The OFT launched a call for information on the UK road fuel sector in September last year to determine whether there were competition problems that need to be addressed before investigating concerns over the prices charged for petrol and diesel at the pumps.
Campaigners had called for the watchdog to announce a full investigation into the sector, saying there needs to be greater scrutiny.
But the OFT said that the UK had some of the cheapest pre-tax road fuel prices in Europe, noting that in the ten years to 2012 pump prices increased from 76 pence per litre (ppl) to 136ppl for petrol, and from 78ppl to 142ppl for diesel, caused largely by an increase of nearly 24ppl in tax and duty and 33ppl in the cost of crude oil.
It said a key feature of the sector over the past decade had been the growing influence of the big four supermarkets, which had increased their share of road fuel sold in the UK from 29 per cent in 2004 to 39 per cent in 2012.
It recognised that many independent dealers had found it difficult to compete in the sector, with the overall number of UK forecourts falling from 10,867 in 2004 to 8,677 in 2012.
The OFT said it was concerned that drivers were not able to view prices until they had pulled into motorway service stations and had asked the Department for Transport to consider introducing new road signs that would display prices for motorway drivers.
OFT chief executive Clive Maxwell said: "We recognise that there has been widespread mistrust in how this market is operating.
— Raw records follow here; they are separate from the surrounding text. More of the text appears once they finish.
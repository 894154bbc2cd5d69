//! Line-driven game loop.

use crate::command::{Command, HELP};
use crate::render::{Renderer, describe, outcome_notice};
use crate::session::{ClickResult, Session};
use std::io::{self, BufRead, Write};
use tracing::{debug, warn};

/// Reads commands from `input` until `quit` or end of input, writing the
/// transcript to `output`.
pub fn run<R: BufRead, W: Write>(
    session: &mut Session,
    renderer: &Renderer,
    input: R,
    output: &mut W,
) -> io::Result<()> {
    print_board(session, renderer, output)?;
    print_turn(session, output)?;

    for line in input.lines() {
        let line = line?;
        if line.trim().is_empty() {
            continue;
        }

        let cmd = match Command::parse(&line) {
            Ok(cmd) => cmd,
            Err(e) => {
                debug!(%line, error = %e, "unparsed input");
                writeln!(output, "{e}")?;
                continue;
            }
        };

        match cmd {
            Command::Quit => break,
            Command::Help => writeln!(output, "{HELP}")?,
            Command::Board => print_board(session, renderer, output)?,
            Command::New => {
                session.new_game();
                writeln!(output, "New game")?;
                print_board(session, renderer, output)?;
                print_turn(session, output)?;
            }
            Command::Json => match serde_json::to_string(session.state()) {
                Ok(json) => writeln!(output, "{json}")?,
                Err(e) => {
                    warn!(error = %e, "failed to serialize game state");
                    writeln!(output, "could not serialize the game state")?;
                }
            },
            Command::Legal(from) => {
                let dests = session.legal_destinations(from);
                if dests.is_empty() {
                    writeln!(output, "{from}: no legal moves")?;
                } else {
                    let names: Vec<String> = dests.iter().map(|s| s.to_string()).collect();
                    writeln!(output, "{from}: {}", names.join(" "))?;
                }
            }
            Command::Click(sq) => {
                let result = session.click(sq);
                report(session, renderer, &result, output)?;
            }
            Command::Move(from, to) => {
                let result = session.play(from, to);
                report(session, renderer, &result, output)?;
            }
        }
        output.flush()?;
    }
    Ok(())
}

fn report<W: Write>(
    session: &Session,
    renderer: &Renderer,
    result: &ClickResult,
    output: &mut W,
) -> io::Result<()> {
    writeln!(output, "{}", describe(result))?;
    match result {
        ClickResult::Selected(_) | ClickResult::Reselected(_) => {
            print_board(session, renderer, output)?;
        }
        ClickResult::Moved { outcome, .. } => {
            print_board(session, renderer, output)?;
            if let Some(notice) = outcome_notice(*outcome) {
                writeln!(output, "{notice}")?;
            }
            if !outcome.is_terminal() {
                print_turn(session, output)?;
            }
        }
        _ => {}
    }
    Ok(())
}

fn print_board<W: Write>(session: &Session, renderer: &Renderer, output: &mut W) -> io::Result<()> {
    let text = renderer.board(
        session.state().board(),
        session.selected(),
        &session.highlighted(),
    );
    write!(output, "{text}")
}

fn print_turn<W: Write>(session: &Session, output: &mut W) -> io::Result<()> {
    writeln!(output, "{} to move", session.state().side_to_move())
}

#[cfg(test)]
#[path = "shell_tests.rs"]
mod shell_tests;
"However, our analysis suggests that competition is working well, and rises in pump prices over the past decade or so have largely been down to increases in tax and the cost of crude oil."
But campaigners hit out at the OFT's findings. RAC technical director David Bizley said: "We're extremely disappointed to hear the OFT will not be launching a full-scale review of petrol and diesel pricing in the UK.
"UK consumers have seen a 38 per cent increase in the price of petrol and a 43 per cent increase in diesel costs between 2007 and 2012. The reasons behind this massive rise need to be conveyed clearly to the motoring public and justified. It is a great shame the OFT has not taken this opportunity to instigate a full investigation into this issue which many motorists view as daylight robbery.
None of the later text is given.